Extracted records:
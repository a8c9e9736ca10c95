use netguard_pg_backend_core::{Network, Result, ResourceIdentifier};
use netguard_pg_backend_store::{NetworkReader, NetworkWriter, Registry, Scope, SyncOp, Transaction};
use netguard_pg_backend_validate::NetworkValidator;
use tokio_util::sync::CancellationToken;
use tracing::instrument;

/// Composes `NetworkValidator` with the store for the `Network` kind. A
/// `Network` carries only a CIDR; parsing happens at the edge (the caller's
/// deserializer), so there's nothing left to validate on create/update
/// beyond the safe-delete check.
pub struct NetworkService<R> {
    registry: R,
}

impl<R: Registry + Clone> NetworkService<R> {
    pub fn new(registry: R) -> Self {
        Self { registry }
    }

    #[instrument(skip(self, cancel), fields(id = %id))]
    pub async fn get(&self, id: &ResourceIdentifier, cancel: CancellationToken) -> Result<Network> {
        self.registry.reader(cancel).await?.get_by_id(id).await
    }

    #[instrument(skip(self, cancel))]
    pub async fn list(&self, scope: &Scope, cancel: CancellationToken) -> Result<Vec<Network>> {
        self.registry.reader(cancel).await?.list_all(scope).await
    }

    #[instrument(skip(self, ids, cancel))]
    pub async fn get_by_ids(&self, ids: Vec<ResourceIdentifier>, cancel: CancellationToken) -> Result<Vec<Network>> {
        self.list(&Scope::ResourceIdentifiers(ids), cancel).await
    }

    #[instrument(skip(self, network, cancel), fields(id = %network.id))]
    pub async fn create(&self, network: Network, cancel: CancellationToken) -> Result<()> {
        let id = network.id.0.clone();
        let mut writer = self.registry.writer(cancel).await?;
        writer.sync(Scope::one(id), vec![network], SyncOp::Upsert).await?;
        Box::new(writer).commit().await
    }

    #[instrument(skip(self, network, cancel), fields(id = %network.id))]
    pub async fn update(&self, network: Network, cancel: CancellationToken) -> Result<()> {
        let reader = self.registry.reader(cancel.clone()).await?;
        reader.get_by_id(&network.id.0).await?;
        drop(reader);

        let id = network.id.0.clone();
        let mut writer = self.registry.writer(cancel).await?;
        writer.sync(Scope::one(id), vec![network], SyncOp::Upsert).await?;
        Box::new(writer).commit().await
    }

    #[instrument(skip(self, items, cancel))]
    pub async fn sync(&self, items: Vec<Network>, scope: Scope, op: SyncOp, cancel: CancellationToken) -> Result<()> {
        let mut writer = self.registry.writer(cancel).await?;
        writer.sync(scope, items, op).await?;
        Box::new(writer).commit().await
    }

    #[instrument(skip(self, ids, cancel))]
    pub async fn delete_by_ids(&self, ids: Vec<ResourceIdentifier>, cancel: CancellationToken) -> Result<()> {
        let reader = self.registry.reader(cancel.clone()).await?;
        for id in &ids {
            NetworkValidator::check_dependencies(id, &reader).await?;
        }
        drop(reader);

        let mut writer = self.registry.writer(cancel).await?;
        writer.delete_by_ids(ids).await?;
        Box::new(writer).commit().await
    }
}

#[cfg(test)]
mod tests {
    use super::*;
    use netguard_pg_backend_core::SelfRef;
    use netguard_pg_backend_store::InMemoryRegistry;

    fn net(name: &str, cidr: &str) -> Network {
        Network {
            id: SelfRef::new(ResourceIdentifier::global(name)),
            cidr: cidr.parse().unwrap(),
        }
    }

    #[tokio::test]
    async fn create_then_get_round_trips() {
        let svc = NetworkService::new(InMemoryRegistry::new());
        svc.create(net("corp-net", "10.0.0.0/8"), CancellationToken::new())
            .await
            .unwrap();
        let got = svc
            .get(&ResourceIdentifier::global("corp-net"), CancellationToken::new())
            .await
            .unwrap();
        assert_eq!(got.cidr.to_string(), "10.0.0.0/8");
    }

    #[tokio::test]
    async fn delete_is_idempotent_for_missing_id() {
        let svc = NetworkService::new(InMemoryRegistry::new());
        svc.delete_by_ids(vec![ResourceIdentifier::global("nope")], CancellationToken::new())
            .await
            .unwrap();
    }
}
use std::fmt;

/// Identifies a resource by name within an optional namespace.
///
/// Namespace-less resources (e.g. `AddressGroup`, `Network`) use an empty
/// namespace; their `Key` is `/name`, matching namespaced resources'
/// `namespace/name` shape so callers never need to special-case either kind.
#[derive(Clone, Debug, Default, PartialEq, Eq, Hash, PartialOrd, Ord)]
pub struct ResourceIdentifier {
    pub namespace: String,
    pub name: String,
}

impl ResourceIdentifier {
    pub fn new(namespace: impl Into<String>, name: impl Into<String>) -> Self {
        Self {
            namespace: namespace.into(),
            name: name.into(),
        }
    }

    /// A namespace-less (globally scoped) identifier.
    pub fn global(name: impl Into<String>) -> Self {
        Self {
            namespace: String::new(),
            name: name.into(),
        }
    }

    pub fn key(&self) -> String {
        format!("{}/{}", self.namespace, self.name)
    }
}

impl fmt::Display for ResourceIdentifier {
    fn fmt(&self, f: &mut fmt::Formatter<'_>) -> fmt::Result {
        write!(f, "{}", self.key())
    }
}

/// Wraps an identifier to mark it as the resource's own identity, as
/// opposed to a reference to some other resource.
#[derive(Clone, Debug, Default, PartialEq, Eq, Hash, PartialOrd, Ord)]
pub struct SelfRef(pub ResourceIdentifier);

impl SelfRef {
    pub fn new(id: ResourceIdentifier) -> Self {
        Self(id)
    }

    pub fn id(&self) -> &ResourceIdentifier {
        &self.0
    }
}

impl fmt::Display for SelfRef {
    fn fmt(&self, f: &mut fmt::Formatter<'_>) -> fmt::Result {
        self.0.fmt(f)
    }
}
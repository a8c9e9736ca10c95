#![deny(rust_2018_idioms)]
#![forbid(unsafe_code)]

//! Per-kind resource services: the CRUD surface every caller goes through,
//! each composing its kind's validator with the store and, for `Service`
//! and `ServiceAlias`, the sgroups `SyncManager`, the `ConditionManager`,
//! and the reactive orchestrator's fan-out via the `Regenerators`
//! setter-injection glue in `wiring`.

mod address_group;
mod binding;
mod conditions;
mod network;
mod network_binding;
mod rule_s2s;
mod service;
mod service_alias;
mod sync;
mod wiring;

pub use address_group::AddressGroupService;
pub use binding::AddressGroupBindingService;
pub use conditions::{ConditionManager, LoggingConditionManager};
pub use network::NetworkService;
pub use network_binding::NetworkBindingService;
pub use rule_s2s::RuleS2SService;
pub use service::ServiceService;
pub use service_alias::ServiceAliasService;
pub use sync::{LoggingSyncManager, SyncManager, SyncableEntity};
pub use wiring::Regenerators;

▸ TASK PROMPT
In the data above, which lines have "wiring"? Report each of them.

▸ OUTPUT
//! setter-injection glue in `wiring`.
mod wiring;
pub use wiring::Regenerators;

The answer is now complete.